The results look like 2016, which makes any Senate race a real tough slog.
Senate |
10/26 |
Cindy Hyde-Smith (R-Inc) |
52 |
Mike Espy (D) |
44 |
Other/unsure |
3 |
In 2018, these same two candidates faced off, and Hyde-Smith won 54-46. It was a solid Democratic year, so people were skeptical that he could manage to keep it that close in a presidential year, with the racist Trump vote all goosed up and motivated to vote. Still, that was the first time since 1978 that Democrats had done better than a 14-point loss.
Well, the margin is an identical eight points, despite Trump’s 14-point lead at the top of the ticket.
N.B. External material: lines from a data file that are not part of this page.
use burn::tensor::{Tensor, TensorData};
use burn_ndarray::NdArray;
use proptest::prelude::*;
use seqalign_core::geometry::euler_zyx_matrix;
use seqalign_core::spatial::{Direction, Point, Spacing};
use seqalign_core::{Image, ImageGrid};

type Backend = NdArray<f32>;

proptest! {
    #[test]
    fn test_coordinate_roundtrip(
        ox in -100.0f64..100.0, oy in -100.0f64..100.0, oz in -100.0f64..100.0,
        sx in 0.1f64..5.0, sy in 0.1f64..5.0, sz in 0.1f64..5.0,
        ax in -3.14f64..3.14, ay in -3.14f64..3.14, az in -3.14f64..3.14,
        px in -50.0f64..50.0, py in -50.0f64..50.0, pz in -50.0f64..50.0
    ) {
        let device = Default::default();
        let data = Tensor::<Backend, 3>::zeros([2, 2, 2], &device);
        let direction = Direction(euler_zyx_matrix(ax, ay, az));
        let image = Image::new(data, Point::new([ox, oy, oz]), Spacing::new([sx, sy, sz]), direction);

        let point = Point::new([px, py, pz]);
        let index = image.transform_physical_point_to_continuous_index(&point);
        let recovered = image.transform_continuous_index_to_physical_point(&index);

        for axis in 0..3 {
            prop_assert!((point[axis] - recovered[axis]).abs() < 1e-6, "axis {}: {} vs {}", axis, point[axis], recovered[axis]);
        }
    }

    #[test]
    fn test_tensor_mapping_matches_point_mapping(
        ox in -10.0f64..10.0, oz in -10.0f64..10.0,
        sx in 0.5f64..2.0, sz in 0.5f64..3.0,
        az in -3.14f64..3.14,
        px in -10.0f64..10.0, py in -10.0f64..10.0, pz in -10.0f64..10.0
    ) {
        let device = Default::default();
        let grid = ImageGrid::new(
            [4, 4, 4],
            Point::new([ox, 1.0, oz]),
            Spacing::new([sx, 1.0, sz]),
            Direction(euler_zyx_matrix(0.0, 0.0, az)),
        );
        let expected = grid.transform_physical_point_to_continuous_index(&Point::new([px, py, pz]));

        let points = Tensor::<Backend, 2>::from_data(
            TensorData::new(vec![px as f32, py as f32, pz as f32], [1, 3]),
            &device,
        );
        let indices = grid.world_to_index_tensor(points.clone()).into_data().to_vec::<f32>().unwrap();
        for axis in 0..3 {
            prop_assert!((indices[axis] as f64 - expected[axis]).abs() < 1e-3);
        }

        let back = grid
            .index_to_world_tensor(grid.world_to_index_tensor(points))
            .into_data()
            .to_vec::<f32>()
            .unwrap();
        prop_assert!((back[0] as f64 - px).abs() < 1e-3);
        prop_assert!((back[1] as f64 - py).abs() < 1e-3);
        prop_assert!((back[2] as f64 - pz).abs() < 1e-3);
    }
}

#[test]
fn test_physical_center_of_oblique_grid() {
    let grid = ImageGrid::new(
        [10, 20, 4],
        Point::new([5.0, -2.0, 0.0]),
        Spacing::new([1.0, 0.5, 2.0]),
        Direction(euler_zyx_matrix(0.0, 0.0, std::f64::consts::FRAC_PI_2)),
    );
    // index (5, 10, 2) scaled is (5, 5, 4); a quarter turn about z maps it to (-5, 5, 4)
    let center = grid.physical_center();
    assert!((center[0] - 0.0).abs() < 1e-9);
    assert!((center[1] - 3.0).abs() < 1e-9);
    assert!((center[2] - 4.0).abs() < 1e-9);
}
//! Rotation algebra and random transform parameters.
//!
//! Euler angles follow the ZYX convention everywhere in the crate:
//! `R = Rz(az) * Ry(ay) * Rx(ax)`. Quaternions are stored as their vector part
//! `(x, y, z)`; the scalar part is implied by unit norm.

use nalgebra::{Matrix3, Vector3};
use rand::{Rng, RngCore};
use serde::{Deserialize, Serialize};
use std::f64::consts::PI;

/// `|qs|` below this value switches quaternion extraction to the pivoted formula.
pub const DEFAULT_QUATERNION_TOLERANCE: f64 = 1e-8;

/// Number of values produced by [`random_similarity_parameters`].
pub const SIMILARITY_PARAMETER_COUNT: usize = 7;

/// Rotation matrix for intrinsic Z, then Y, then X rotations.
pub fn euler_zyx_matrix(ax: f64, ay: f64, az: f64) -> Matrix3<f64> {
    let (sx, cx) = ax.sin_cos();
    let (sy, cy) = ay.sin_cos();
    let (sz, cz) = az.sin_cos();

    Matrix3::new(
        cz * cy,
        cz * sy * sx - sz * cx,
        cz * sy * cx + sz * sx,
        sz * cy,
        sz * sy * sx + cz * cx,
        sz * sy * cx - cz * sx,
        -sy,
        cy * sx,
        cy * cx,
    )
}

/// Vector part of the unit quaternion equivalent to the ZYX Euler rotation.
///
/// When the scalar part `qs = sqrt(trace + 1) / 2` is within `tolerance` of
/// zero the rotation is close to 180 degrees and the direct formula divides by
/// almost nothing, so the components are recovered from the largest diagonal
/// entry instead.
pub fn euler_to_quaternion_vector(ax: f64, ay: f64, az: f64, tolerance: f64) -> [f64; 3] {
    let r = euler_zyx_matrix(ax, ay, az);
    let trace = r[(0, 0)] + r[(1, 1)] + r[(2, 2)];
    let qs = 0.5 * (trace + 1.0).max(0.0).sqrt();

    let mut qv = [0.0; 3];
    if qs.abs() <= tolerance {
        let diagonal = [r[(0, 0)], r[(1, 1)], r[(2, 2)]];
        let i = (0..3).fold(0, |best, k| if diagonal[k] > diagonal[best] { k } else { best });
        let j = (i + 1) % 3;
        let k = (j + 1) % 3;
        let w = (r[(i, i)] - r[(j, j)] - r[(k, k)] + 1.0).max(0.0).sqrt();
        qv[i] = 0.5 * w;
        qv[j] = (r[(i, j)] + r[(j, i)]) / (2.0 * w);
        qv[k] = (r[(i, k)] + r[(k, i)]) / (2.0 * w);
    } else {
        let denom = 4.0 * qs;
        qv[0] = (r[(2, 1)] - r[(1, 2)]) / denom;
        qv[1] = (r[(0, 2)] - r[(2, 0)]) / denom;
        qv[2] = (r[(1, 0)] - r[(0, 1)]) / denom;
    }
    qv
}

/// Implied scalar part of a unit quaternion given its vector part.
pub fn quaternion_scalar(v: [f64; 3]) -> f64 {
    (1.0 - Vector3::from(v).norm_squared()).max(0.0).sqrt()
}

/// Rotation matrix of the unit quaternion whose vector part is `v`.
pub fn quaternion_vector_to_matrix(v: [f64; 3]) -> Matrix3<f64> {
    let [x, y, z] = v;
    let w = quaternion_scalar(v);

    Matrix3::new(
        1.0 - 2.0 * (y * y + z * z),
        2.0 * (x * y - z * w),
        2.0 * (x * z + y * w),
        2.0 * (x * y + z * w),
        1.0 - 2.0 * (x * x + z * z),
        2.0 * (y * z - x * w),
        2.0 * (x * z - y * w),
        2.0 * (y * z + x * w),
        1.0 - 2.0 * (x * x + y * y),
    )
}

/// A closed sampling interval `[min, max]`.
#[derive(Debug, Clone, Copy, PartialEq, Serialize, Deserialize)]
pub struct Interval {
    pub min: f64,
    pub max: f64,
}

impl Interval {
    pub const fn new(min: f64, max: f64) -> Self {
        Self { min, max }
    }

    pub const fn symmetric(half_width: f64) -> Self {
        Self::new(-half_width, half_width)
    }

    /// Uniform draw `min + (max - min) * u` with `u` in `[0, 1)`.
    pub fn sample(&self, rng: &mut dyn RngCore) -> f64 {
        self.min + (self.max - self.min) * rng.gen::<f64>()
    }

    pub fn contains(&self, value: f64) -> bool {
        value >= self.min.min(self.max) && value <= self.max.max(self.min)
    }
}

/// Sampling ranges for a random similarity transform.
#[derive(Debug, Clone, Copy, PartialEq, Serialize, Deserialize)]
pub struct SimilarityRanges {
    /// Rotation angles about x, y and z, in radians.
    pub angles: [Interval; 3],
    /// Translation along x, y and z, in physical units.
    pub translation: [Interval; 3],
    pub scale: Interval,
}

impl Default for SimilarityRanges {
    fn default() -> Self {
        Self {
            angles: [Interval::symmetric(PI / 18.0); 3],
            translation: [Interval::symmetric(2.0); 3],
            scale: Interval::new(0.9, 1.3),
        }
    }
}

impl SimilarityRanges {
    pub fn with_angles(mut self, angles: Interval) -> Self {
        self.angles = [angles; 3];
        self
    }

    pub fn with_translation(mut self, translation: Interval) -> Self {
        self.translation = [translation; 3];
        self
    }

    pub fn with_scale(mut self, scale: Interval) -> Self {
        self.scale = scale;
        self
    }
}

/// Sampling ranges for radial distortion coefficients.
#[derive(Debug, Clone, Copy, PartialEq, Serialize, Deserialize)]
pub struct RadialDistortionRanges {
    pub k1: Interval,
    pub k2: Interval,
    pub k3: Interval,
}

impl Default for RadialDistortionRanges {
    fn default() -> Self {
        Self {
            k1: Interval::new(1e-7, 1e-5),
            k2: Interval::new(1e-15, 1e-12),
            k3: Interval::new(1e-15, 1e-12),
        }
    }
}

/// Draw similarity parameters `[qx, qy, qz, tx, ty, tz, scale]`.
///
/// Angles are drawn first (x, y, z), then translations, then the scale, and
/// the angles are converted to a quaternion vector.
pub fn random_similarity_parameters(
    ranges: &SimilarityRanges,
    rng: &mut dyn RngCore,
) -> [f64; SIMILARITY_PARAMETER_COUNT] {
    let ax = ranges.angles[0].sample(rng);
    let ay = ranges.angles[1].sample(rng);
    let az = ranges.angles[2].sample(rng);

    let tx = ranges.translation[0].sample(rng);
    let ty = ranges.translation[1].sample(rng);
    let tz = ranges.translation[2].sample(rng);

    let scale = ranges.scale.sample(rng);

    let [qx, qy, qz] = euler_to_quaternion_vector(ax, ay, az, DEFAULT_QUATERNION_TOLERANCE);
    [qx, qy, qz, tx, ty, tz, scale]
}

/// Draw radial distortion coefficients `(k1, k2, k3)`.
pub fn random_radial_distortion_coefficients(
    ranges: &RadialDistortionRanges,
    rng: &mut dyn RngCore,
) -> (f64, f64, f64) {
    let k1 = ranges.k1.sample(rng);
    let k2 = ranges.k2.sample(rng);
    let k3 = ranges.k3.sample(rng);
    (k1, k2, k3)
}

#[cfg(test)]
mod tests {
    use super::*;
    use rand::rngs::StdRng;
    use rand::SeedableRng;

    fn assert_matrix_close(a: &Matrix3<f64>, b: &Matrix3<f64>, tol: f64) {
        for r in 0..3 {
            for c in 0..3 {
                assert!(
                    (a[(r, c)] - b[(r, c)]).abs() < tol,
                    "entry ({r},{c}): {} vs {}",
                    a[(r, c)],
                    b[(r, c)]
                );
            }
        }
    }

    #[test]
    fn test_identity_rotation() {
        let qv = euler_to_quaternion_vector(0.0, 0.0, 0.0, DEFAULT_QUATERNION_TOLERANCE);
        assert_eq!(qv, [0.0, 0.0, 0.0]);
        assert_matrix_close(&quaternion_vector_to_matrix(qv), &Matrix3::identity(), 1e-12);
    }

    #[test]
    fn test_rotation_about_z() {
        let angle = PI / 2.0;
        let qv = euler_to_quaternion_vector(0.0, 0.0, angle, DEFAULT_QUATERNION_TOLERANCE);
        assert!(qv[0].abs() < 1e-12);
        assert!(qv[1].abs() < 1e-12);
        assert!((qv[2] - (angle / 2.0).sin()).abs() < 1e-12);
    }

    #[test]
    fn test_half_turn_uses_pivot_branch() {
        // Rx(pi) has trace -1, so the scalar part is zero.
        let (ax, ay, az) = (PI, 0.0, 0.0);
        let qv = euler_to_quaternion_vector(ax, ay, az, DEFAULT_QUATERNION_TOLERANCE);
        assert!((qv[0].abs() - 1.0).abs() < 1e-12);
        assert!(qv[1].abs() < 1e-12);
        assert!(qv[2].abs() < 1e-12);
        assert_matrix_close(&quaternion_vector_to_matrix(qv), &euler_zyx_matrix(ax, ay, az), 1e-9);
    }

    #[test]
    fn test_half_turn_about_oblique_axis() {
        // Rz(pi) * Ry(pi) * Rx(0) is a half turn about x as well; Rz(pi/2)Rx(pi) is a half turn about (1,1,0)/sqrt(2).
        for (ax, ay, az) in [(0.0, PI, PI), (PI, 0.0, PI / 2.0), (0.0, PI, 0.0)] {
            let r = euler_zyx_matrix(ax, ay, az);
            assert!((r.trace() + 1.0).abs() < 1e-9);
            let qv = euler_to_quaternion_vector(ax, ay, az, DEFAULT_QUATERNION_TOLERANCE);
            assert_matrix_close(&quaternion_vector_to_matrix(qv), &r, 1e-9);
        }
    }

    #[test]
    fn test_random_similarity_parameters_within_ranges() {
        let mut rng = StdRng::seed_from_u64(7);
        let ranges = SimilarityRanges::default();
        for _ in 0..100 {
            let p = random_similarity_parameters(&ranges, &mut rng);
            // |v| = sin(theta / 2) stays small for rotations of at most ~17 degrees
            let norm = (p[0] * p[0] + p[1] * p[1] + p[2] * p[2]).sqrt();
            assert!(norm < 0.16);
            for t in &p[3..6] {
                assert!((-2.0..=2.0).contains(t));
            }
            assert!(ranges.scale.contains(p[6]));
        }
    }

    #[test]
    fn test_random_parameters_are_reproducible_with_a_seed() {
        let ranges = SimilarityRanges::default();
        let a = random_similarity_parameters(&ranges, &mut StdRng::seed_from_u64(42));
        let b = random_similarity_parameters(&ranges, &mut StdRng::seed_from_u64(42));
        assert_eq!(a, b);
    }

    #[test]
    fn test_radial_distortion_coefficients_within_ranges() {
        let mut rng = StdRng::seed_from_u64(3);
        let ranges = RadialDistortionRanges::default();
        for _ in 0..50 {
            let (k1, k2, k3) = random_radial_distortion_coefficients(&ranges, &mut rng);
            assert!((1e-7..=1e-5).contains(&k1));
            assert!((1e-15..=1e-12).contains(&k2));
            assert!((1e-15..=1e-12).contains(&k3));
        }
    }

    #[test]
    fn test_degenerate_interval() {
        let mut rng = StdRng::seed_from_u64(0);
        assert_eq!(Interval::new(1.5, 1.5).sample(&mut rng), 1.5);
    }
}
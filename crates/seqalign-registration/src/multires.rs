//! Coarse-to-fine registration over an image pyramid.

use crate::error::{RegistrationError, Result};
use crate::metric::Metric;
use crate::optimizer::{GradientDescentOptimizer, LevelContext, LevelReport, PhysicalShiftScalesEstimator, ScalesMode};
use crate::progress::ProgressTracker;
use burn::tensor::backend::AutodiffBackend;
use rand::RngCore;
use seqalign_core::filter::{default_schedule, MultiResolutionPyramid};
use seqalign_core::transform::ParametricTransform;
use seqalign_core::Image;
use serde::{Deserialize, Serialize};

/// Shrink factors and smoothing sigmas per pyramid level, coarsest first.
#[derive(Debug, Clone, PartialEq, Serialize, Deserialize)]
pub struct RegistrationSchedule {
    pub shrink_factors: Vec<usize>,
    pub smoothing_sigmas: Vec<f64>,
    /// Sigmas are millimetres when true, voxels otherwise.
    pub sigmas_in_physical_units: bool,
}

impl Default for RegistrationSchedule {
    fn default() -> Self {
        Self {
            shrink_factors: vec![4, 2, 1],
            smoothing_sigmas: vec![2.0, 1.0, 0.0],
            sigmas_in_physical_units: true,
        }
    }
}

impl RegistrationSchedule {
    pub fn new(shrink_factors: Vec<usize>, smoothing_sigmas: Vec<f64>) -> Self {
        Self {
            shrink_factors,
            smoothing_sigmas,
            sigmas_in_physical_units: true,
        }
    }

    /// Power-of-two schedule with `levels` levels.
    pub fn power_of_two(levels: usize) -> Self {
        let (shrink_factors, smoothing_sigmas) = default_schedule(levels);
        Self::new(shrink_factors, smoothing_sigmas)
    }

    pub fn with_sigmas_in_physical_units(mut self, physical: bool) -> Self {
        self.sigmas_in_physical_units = physical;
        self
    }

    pub fn levels(&self) -> usize {
        self.shrink_factors.len()
    }

    pub fn validate(&self) -> Result<()> {
        if self.shrink_factors.is_empty() {
            return Err(RegistrationError::invalid_configuration("schedule has no levels"));
        }
        if self.shrink_factors.len() != self.smoothing_sigmas.len() {
            return Err(RegistrationError::invalid_configuration(format!(
                "{} shrink factors but {} smoothing sigmas",
                self.shrink_factors.len(),
                self.smoothing_sigmas.len()
            )));
        }
        if self.shrink_factors.contains(&0) {
            return Err(RegistrationError::invalid_configuration("shrink factors must be at least 1"));
        }
        if self.smoothing_sigmas.iter().any(|s| !s.is_finite() || *s < 0.0) {
            return Err(RegistrationError::invalid_configuration(
                "smoothing sigmas must be finite and non-negative",
            ));
        }
        Ok(())
    }

    fn pyramid<B: AutodiffBackend>(&self, image: &Image<B, 3>) -> Result<MultiResolutionPyramid<B, 3>> {
        Ok(MultiResolutionPyramid::from_schedule(
            image,
            &self.shrink_factors,
            &self.smoothing_sigmas,
            self.sigmas_in_physical_units,
        )?)
    }
}

/// Multi-resolution registration framework.
///
/// Both images are smoothed and shrunk per level; the optimizer runs on each
/// level in turn, coarsest first, and every level starts from the parameters
/// the previous one ended with.
pub struct MultiResolutionRegistration<M> {
    metric: M,
    optimizer: GradientDescentOptimizer,
    schedule: RegistrationSchedule,
    scales: ScalesMode,
}

impl<M> MultiResolutionRegistration<M> {
    pub fn new(metric: M, optimizer: GradientDescentOptimizer, schedule: RegistrationSchedule) -> Self {
        Self {
            metric,
            optimizer,
            schedule,
            scales: ScalesMode::PhysicalShift,
        }
    }

    pub fn with_scales(mut self, scales: ScalesMode) -> Self {
        self.scales = scales;
        self
    }

    pub fn schedule(&self) -> &RegistrationSchedule {
        &self.schedule
    }

    /// Run every level and return the final transform with one report per level.
    pub fn execute<B, T>(
        &self,
        fixed: &Image<B, 3>,
        moving: &Image<B, 3>,
        mut transform: T,
        rng: &mut dyn RngCore,
        tracker: &ProgressTracker<'_>,
    ) -> Result<(T, Vec<LevelReport>)>
    where
        B: AutodiffBackend,
        M: Metric<B>,
        T: ParametricTransform,
    {
        self.schedule.validate()?;
        let fixed_pyramid = self.schedule.pyramid(fixed)?;
        let moving_pyramid = self.schedule.pyramid(moving)?;
        let levels = self.schedule.levels();
        let mut reports = Vec::with_capacity(levels);

        for level in 0..levels {
            let (Some(fixed_level), Some(moving_level)) = (fixed_pyramid.get_level(level), moving_pyramid.get_level(level))
            else {
                return Err(RegistrationError::dimension_mismatch(format!("pyramid has no level {level}")));
            };

            tracing::info!(
                "Starting level {}/{} ({}): fixed {:?}, moving {:?}",
                level + 1,
                levels,
                self.metric.name(),
                fixed_level.size(),
                moving_level.size()
            );

            let grid = fixed_level.grid();
            let scales = match self.scales {
                ScalesMode::PhysicalShift => PhysicalShiftScalesEstimator::default().estimate(&transform, &grid)?,
                ScalesMode::Identity => vec![1.0; transform.number_of_parameters()],
            };
            tracing::debug!(level, ?scales, "parameter scales");

            let prepared = self.metric.prepare(fixed_level, moving_level)?;
            let ctx = LevelContext {
                level,
                grid: &grid,
                scales: &scales,
                rng: &mut *rng,
                tracker,
            };
            let (next, report) = self.optimizer.optimize::<B, M, T>(&self.metric, &prepared, transform, ctx)?;
            transform = next;

            tracing::info!(
                "Finished level {}/{} after {} iterations: metric {:.6} ({:?})",
                level + 1,
                levels,
                report.iterations,
                report.final_value,
                report.stop
            );
            reports.push(report);
        }

        Ok((transform, reports))
    }
}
The difference is independent voters, which Espy is winning 52-39, better than Biden’s 47-43 lead.
There isn’t much early vote in the state (only around 60,000 votes in a state that will likely turn out around 1.1 million voters). Still, Black voter registration has been up. You might remember this asshole:
"I'm concerned about voter registration in Mississippi," Gail Welch, an elections commissioner in Jones County, Mississippi wrote. "The blacks are having lots [of] events for voter registration. People in Mississippi have to get involved, too."
And overall, no state is more efficient at suppressing the vote than Mississippi.
Today, voters in Mississippi face a series of government-created barriers that make it, according to a study in the Election Law Journal in 2018, far and away the most difficult state in which to vote.
Mississippi has broad restrictions on absentee voting, no early voting or online registration, absentee ballots that must be witnessed by notaries and voter ID laws that overwhelmingly affect the poor and minorities, since they are less likely to have state-approved identification. The restrictions have grown even tighter since a 2013 Supreme Court decision blocked many voting rights protections.
A nationwide voting-rights bill could have a huge impact in this state, enfranchising the 16% of the Black population prohibiting former felons from voting. It could remove barriers to absentee and mail voting. It could remove the very restrictions that have ensured that Mississippi hasn’t had a single statewide Black elected official in 132 years, despite having the largest Black population in the country (37.8%).
But it is that solid base that could, enfranchised and with minimal white support, turn Mississippi purple. The state’s racist Republicans will fight tooth and nail to prevent that from happening. It is our own moral imperative to take up this fight.